His was the position of a golf professional who, though he may fraternize, and even command, on the links, loses his privileges with the sun-down. He may look in the club window but he cannot dance. And, likewise, it was not given to Jim to see his teachings put into effect. He could hear the gossip of the morning after—that was all.
But while the golf professional, being English, holds himself proudly below his patrons, Jim Powell, who “came from a right good family down there—pore though,” lay awake many nights in his hotel bed and heard the music drifting into his window from the Katzbys’ house or the Beach Club, and turned over restlessly and wondered what was the matter. In the early days of his success he had bought himself a dress-suit, thinking that he would soon have a chance to wear it—but it still lay untouched in the box in which it had come from the tailor’s.

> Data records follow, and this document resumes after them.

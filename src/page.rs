//! Framing of raw-trace segments: fixed 4096-byte per-CPU pages, each
//! holding a run of variable-length, 4-byte-aligned event records.

use byteorder::{ByteOrder, LittleEndian};
use log::warn;

use crate::capture::DecodeStats;
use crate::error::MalformedRecord;
use crate::event::{EventBuffer, RawEvent};
use crate::unpack::unpack;

pub const PAGE_SIZE: usize = 4096;
pub const PAGE_HEADER_SIZE: usize = 17;
pub const EVENT_HEADER_SIZE: usize = 6;

/// 17-byte page header: base timestamp, committed length, core id.
///
/// The length field is informational only; event framing is driven by the
/// fixed page size and per-event size advancement.
#[derive(Debug, Clone, PartialEq, Eq)]
pub struct PageHeader {
    pub timestamp: u64,
    pub length: u64,
    pub core_id: u8,
}

impl PageHeader {
    pub fn parse(data: &[u8]) -> Result<PageHeader, MalformedRecord> {
        let values = unpack("QQB", data)?;
        Ok(PageHeader {
            timestamp: values[0],
            length: values[1],
            core_id: values[2] as u8,
        })
    }
}

/// Decode one raw-trace segment into the event buffer. The segment is
/// walked in whole pages; a trailing chunk shorter than a page is ignored.
pub fn decode_raw_segment(data: &[u8], events: &mut EventBuffer, stats: &mut DecodeStats) {
    for page in data.chunks_exact(PAGE_SIZE) {
        decode_page(page, events, stats);
        stats.pages += 1;
    }
}

/// Decode the events of one page. Malformed data abandons the rest of the
/// page; earlier events of the page are kept.
fn decode_page(page: &[u8], events: &mut EventBuffer, stats: &mut DecodeStats) {
    let header = match PageHeader::parse(&page[..PAGE_HEADER_SIZE]) {
        Ok(header) => header,
        Err(e) => {
            warn!("bad page header: {e}");
            stats.malformed_pages += 1;
            return;
        }
    };

    let mut pos = PAGE_HEADER_SIZE;
    while pos + EVENT_HEADER_SIZE <= PAGE_SIZE {
        let ts_offset = LittleEndian::read_u32(&page[pos..]);
        let event_size = LittleEndian::read_u16(&page[pos + 4..]) as usize;
        if event_size == 0 {
            // Padding tail of the page.
            break;
        }
        pos += EVENT_HEADER_SIZE;
        if event_size < 2 || pos + event_size > PAGE_SIZE {
            warn!(
                "event of {event_size} bytes at page offset {pos} overruns the page, \
                 dropping the rest of the page"
            );
            stats.malformed_pages += 1;
            break;
        }

        let payload = &page[pos..pos + event_size];
        let event_id = LittleEndian::read_u16(payload);
        events.push(RawEvent {
            timestamp: header.timestamp + u64::from(ts_offset),
            core: header.core_id,
            event_id,
            payload: payload.to_vec(),
        });

        // The cursor advances by the aligned size; the gap past the raw
        // size is padding.
        pos += (event_size + 3) & !3;
    }
}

Perhaps, he thought, there was some real gap which separated him from the rest. It worried him. One boy in particular, Martin Van Vleck, son of Van Vleck the ash-can King, made him conscious of the gap. Van Vleck was twenty-one, a tutoring-school product who still hoped to enter Yale. Several times Jim had heard him make remarks not intended for Jim’s ear—once in regard to the suit with multiple buttons, again in reference to Jim’s long, pointed shoes. Jim had passed these over.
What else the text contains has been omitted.